WORK TO BE COMPLETED:
The answer must consist of each line below that holds the word "IndexEntry", copied as it stands.

SUPPLIED DATA:
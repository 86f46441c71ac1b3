//! Parsers for WNDB `data.*` and `index.*` lines.

use crate::models::{IndexEntry, PartOfSpeech, SenseRecord};
use crate::relations::RelationType;
use regex::Regex;
use std::collections::BTreeMap;
use std::sync::LazyLock;
use thiserror::Error;

static QUOTED: LazyLock<Regex> =
    LazyLock::new(|| Regex::new(r#""([^"]+)""#).expect("quoted-substring pattern is valid"));

/// Reasons a source line produced no record. None of these abort an import.
#[derive(Error, Debug, Clone, PartialEq, Eq)]
pub enum ParseSkip {
    #[error("license header line")]
    Header,

    #[error("blank line")]
    Blank,

    #[error("missing or non-numeric offset: {0:?}")]
    MissingOffset(String),

    #[error("unknown part of speech: {0:?}")]
    UnknownPos(String),

    #[error("malformed line: {0}")]
    Malformed(String),
}

impl ParseSkip {
    /// Header and blank lines are expected in every file and are not worth reporting.
    pub fn is_noise(&self) -> bool {
        matches!(self, ParseSkip::Header | ParseSkip::Blank)
    }
}

/// Normalizes a lemma for storage and lookup.
///
/// Drops a `%<sense-id>` suffix, lowercases, turns underscores into spaces and
/// trims. Returns `None` when nothing is left.
pub fn normalize_lemma(raw: &str) -> Option<String> {
    let base = raw.split('%').next().unwrap_or_default();
    let normalized = base.to_lowercase().replace('_', " ");
    let normalized = normalized.trim();
    if normalized.is_empty() {
        None
    } else {
        Some(normalized.to_string())
    }
}

/// Splits a gloss into its definition and quoted example sentences.
pub fn split_gloss(gloss: &str) -> (String, Vec<String>) {
    let examples = QUOTED
        .captures_iter(gloss)
        .map(|caps| caps[1].trim().to_string())
        .filter(|text| !text.is_empty())
        .collect();
    let definition = QUOTED.replace_all(gloss, "").trim().to_string();
    (definition, examples)
}

fn is_offset(token: &str) -> bool {
    !token.is_empty() && token.bytes().all(|b| b.is_ascii_digit())
}

// Adjectives may carry a syntactic marker glued to the lemma, e.g. `glad(p)`.
fn strip_syntactic_marker(token: &str) -> &str {
    ["(a)", "(p)", "(ip)"]
        .iter()
        .find_map(|marker| token.strip_suffix(marker))
        .unwrap_or(token)
}

fn check_line(line: &str) -> Result<(), ParseSkip> {
    if line.trim().is_empty() {
        return Err(ParseSkip::Blank);
    }
    if line.starts_with(' ') {
        return Err(ParseSkip::Header);
    }
    Ok(())
}

/// Parses one line of a `data.*` file.
///
/// ```text
/// offset lex_filenum pos w_cnt(hex) {lemma lex_id}×w_cnt p_cnt {sym offset pos src/tgt}×p_cnt [frames] | gloss
/// ```
pub fn parse_data_line(line: &str) -> Result<SenseRecord, ParseSkip> {
    check_line(line)?;

    let (head, gloss) = match line.split_once('|') {
        Some((head, gloss)) => (head, gloss.trim()),
        None => (line, ""),
    };
    let tokens: Vec<&str> = head.split_whitespace().collect();

    let offset = tokens
        .first()
        .copied()
        .filter(|t| is_offset(t))
        .ok_or_else(|| ParseSkip::MissingOffset(tokens.first().copied().unwrap_or_default().to_string()))?;

    if !tokens.get(1).is_some_and(|t| t.parse::<u8>().is_ok()) {
        return Err(ParseSkip::Malformed(format!(
            "bad lex_filenum after offset {}",
            offset
        )));
    }

    let pos_token = tokens.get(2).copied().unwrap_or_default();
    let pos =
        PartOfSpeech::from_symbol(pos_token).ok_or_else(|| ParseSkip::UnknownPos(pos_token.to_string()))?;

    let word_count = tokens
        .get(3)
        .and_then(|t| usize::from_str_radix(t, 16).ok())
        .ok_or_else(|| ParseSkip::Malformed(format!("bad word count in synset {}", offset)))?;

    let words_end = word_count
        .checked_mul(2)
        .and_then(|n| n.checked_add(4))
        .ok_or_else(|| ParseSkip::Malformed(format!("word count overflow in synset {}", offset)))?;
    if tokens.len() <= words_end {
        return Err(ParseSkip::Malformed(format!(
            "word list of synset {} is truncated",
            offset
        )));
    }

    let mut lemmas: Vec<String> = Vec::with_capacity(word_count);
    for raw in tokens[4..words_end].iter().step_by(2) {
        if let Some(lemma) = normalize_lemma(strip_syntactic_marker(raw)) {
            if !lemmas.contains(&lemma) {
                lemmas.push(lemma);
            }
        }
    }

    let pointer_count = tokens[words_end]
        .parse::<usize>()
        .map_err(|_| ParseSkip::Malformed(format!("bad pointer count in synset {}", offset)))?;
    let pointers_start = words_end + 1;
    let pointers_end = pointer_count
        .checked_mul(4)
        .and_then(|n| n.checked_add(pointers_start))
        .ok_or_else(|| ParseSkip::Malformed(format!("pointer count overflow in synset {}", offset)))?;
    if tokens.len() < pointers_end {
        return Err(ParseSkip::Malformed(format!(
            "pointer list of synset {} is truncated",
            offset
        )));
    }

    let mut relations: BTreeMap<RelationType, Vec<String>> = BTreeMap::new();
    for pointer in tokens[pointers_start..pointers_end].chunks_exact(4) {
        let (symbol, target) = (pointer[0], pointer[1]);
        if !is_offset(target) {
            return Err(ParseSkip::Malformed(format!(
                "bad pointer target {:?} in synset {}",
                target, offset
            )));
        }
        let Some(rel) = RelationType::from_symbol(symbol) else {
            continue;
        };
        let targets = relations.entry(rel).or_default();
        if !targets.iter().any(|t| t == target) {
            targets.push(target.to_string());
        }
    }

    let (definition, examples) = split_gloss(gloss);

    Ok(SenseRecord {
        offset: offset.to_string(),
        pos,
        definition,
        examples,
        lemmas,
        relations,
    })
}

/// Parses one line of an `index.*` file.
///
/// ```text
/// lemma pos synset_cnt p_cnt {ptr_symbol}×p_cnt sense_cnt tagsense_cnt {synset_offset}×synset_cnt
/// ```
pub fn parse_index_line(line: &str) -> Result<IndexEntry, ParseSkip> {
    check_line(line)?;

    let tokens: Vec<&str> = line.split_whitespace().collect();
    let raw_lemma = tokens.first().copied().unwrap_or_default();
    let lemma = normalize_lemma(raw_lemma)
        .ok_or_else(|| ParseSkip::Malformed(format!("bad lemma {:?}", raw_lemma)))?;

    let pos_token = tokens.get(1).copied().unwrap_or_default();
    let pos =
        PartOfSpeech::from_symbol(pos_token).ok_or_else(|| ParseSkip::UnknownPos(pos_token.to_string()))?;

    let count = |idx: usize, what: &str| {
        tokens
            .get(idx)
            .and_then(|t| t.parse::<usize>().ok())
            .ok_or_else(|| ParseSkip::Malformed(format!("bad {} for lemma {:?}", what, lemma)))
    };
    let synset_count = count(2, "synset count")?;
    let pointer_count = count(3, "pointer count")?;
    let truncated = || ParseSkip::Malformed(format!("offset list of lemma {:?} is truncated", lemma));
    let pointers_end = pointer_count.checked_add(4).ok_or_else(truncated)?;
    // sense_cnt sits between the pointer symbols and tagsense_cnt
    let offsets_start = pointers_end.checked_add(2).ok_or_else(truncated)?;
    count(offsets_start - 1, "tagged sense count")?;
    let offsets_end = offsets_start.checked_add(synset_count).ok_or_else(truncated)?;
    let offsets = tokens.get(offsets_start..offsets_end).ok_or_else(truncated)?;
    if let Some(bad) = offsets.iter().find(|t| !is_offset(t)) {
        return Err(ParseSkip::MissingOffset(bad.to_string()));
    }

    Ok(IndexEntry { lemma, pos })
}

WRITTEN RESPONSE:
use crate::models::{IndexEntry, PartOfSpeech, SenseRecord};
pub fn parse_index_line(line: &str) -> Result<IndexEntry, ParseSkip> {
    Ok(IndexEntry { lemma, pos })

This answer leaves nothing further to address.